Elfer? Ja? Nein! Oder doch? Lautstarke Proteste, der Schiedsrichter greift sich ans Ohr – und schon steht er am Video-Bildschirm. Es sind Szenen, die sich im Spiel der deutschen Nationalmannschaft am Dienstag gegen Ungarn ereignet haben. In der Nachspielzeit wird Robin Koch beim Nations-League-Spiel in Budapest aus kürzester Distanz regelrecht an der Hand abgeschossen. Es gibt Elfmeter und Ungarn gleicht zum 1:1 aus. Für Julian Nagelsmann ist die Sache klar. Kein Elfmeter! Doch die Hauptschuld sieht der 37-Jährige nicht beim Schiri selbst, sondern beim Videoassistenten (VAR). Dieser hatte Schiedsrichter Strukan erst auf seinen „Fehler“ aufmerksam gemacht.
Der Videobeweis wird als Sündenbock deklariert. Seit Einführung des Videoassistenten im Profifußball kommt es fast wöchentlich zu Diskussionen. Laut Regelwerk soll er nur eingreifen, wenn der Schiedsrichter auf Spielfeld eine klare Fehlentscheidung getroffen hat. Koch wird am Arm getroffen, ja, doch Absicht ist ihm nicht zu unterstellen. Die Entscheidung des VAR einzugreifen bleibt hierbei und eigentlich immer subjektiver Natur. Wenn es weder in der Bundesliga, Champions League noch auf internationaler Ebene gelingt, diese Regel sinnvoll und nachvollziehbar umzusetzen, sollte man sich fragen, ob nicht etwas geändert werden muss. Andernfalls wird das Wirrwarr ewig weitergehen. Denn aktuell geht bei der VAR-Anwendung die Objektivität verloren, die bei anderen Regelfragen (Abseits, Ball hinter der Linie) gegeben ist. Leid können einem die Schiedsrichter selbst tun, die Macht verlieren und eigene Entscheidungen immer angezweifelt werden.

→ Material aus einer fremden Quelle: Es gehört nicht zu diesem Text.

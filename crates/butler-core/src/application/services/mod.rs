//! Application services - orchestrate use cases.
//!
//! Services coordinate the domain layer and ports to accomplish
//! high-level use cases like "render this tree" or "scaffold a project".

pub mod jobs;
pub mod scaffold_service;
pub mod template_service;

pub use scaffold_service::{ScaffoldOptions, ScaffoldService};
pub use template_service::TemplateService;
//! `butler render` renders an already materialized tree in place.

use std::path::Path;

use tracing::{info, instrument};

use crate::{
    cli::RenderArgs,
    commands::{build_context, finish, scaffold_service},
    config::AppConfig,
    error::{CliError, CliResult, IntoCli},
    output::OutputManager,
};

#[instrument(skip_all, fields(dir = %args.dir.display()))]
pub fn execute(args: RenderArgs, config: AppConfig, output: OutputManager) -> CliResult<()> {
    if !args.dir.is_dir() {
        return Err(CliError::DirectoryNotFound { path: args.dir });
    }

    let root = args
        .dir
        .canonicalize()
        .with_cli_context(|| format!("Failed to resolve '{}'", args.dir.display()))?;
    let name = match &args.name {
        Some(name) => name.clone(),
        None => default_name(&root)?,
    };

    let context = build_context(
        &name,
        &root,
        args.template.as_deref(),
        &args.context,
        &config,
    )?;
    let service = scaffold_service(&config, args.context.workers)?;

    output.header(&format!("Rendering {}...", root.display()))?;
    info!(project = %name, "Render started");

    let spinner = output.spinner("Rendering");
    let result = service.render_tree(context);
    spinner.finish_and_clear();

    finish(&result?, &output)
}

/// The directory's own name, used when `--name` is absent.
fn default_name(root: &Path) -> CliResult<String> {
    root.file_name()
        .and_then(|n| n.to_str())
        .map(str::to_owned)
        .ok_or_else(|| CliError::InvalidProjectName {
            name: root.display().to_string(),
            reason: "cannot derive a project name from this path; pass --name".into(),
        })
}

„Challenge“ statt „VAR“ wäre eine Option
Früher war da kein Videobeweis. Da hat das unmittelbar gezählt, was der Schiri gepfiffen hat. Aber ist es die Lösung, dahin zurückzukehren? Damals war auch nicht alles Gold was glänzt, auch wenn es heute so scheint. Aber warum nicht eine Handhabung aus den USA adaptieren? In der amerikanischen Football-Liga NFL wird die Macht, eine Entscheidung anzuzweifeln, den Trainern gegeben und nicht dem VAR. Setzt er eine „Challenge“, sehen sich die Schiedsrichter die Situation auf den Bildschirmen an und können sich umentscheiden. Dabei ist pro Halbzeit jeweils eine „Challenge“ verfügbar. Dem DFB hätte das im gestrigen Fall auch nichts geholfen, aber zumindest würde es so keine Diskussion um eine klare Fehlentscheidung (oder eben nicht) geben.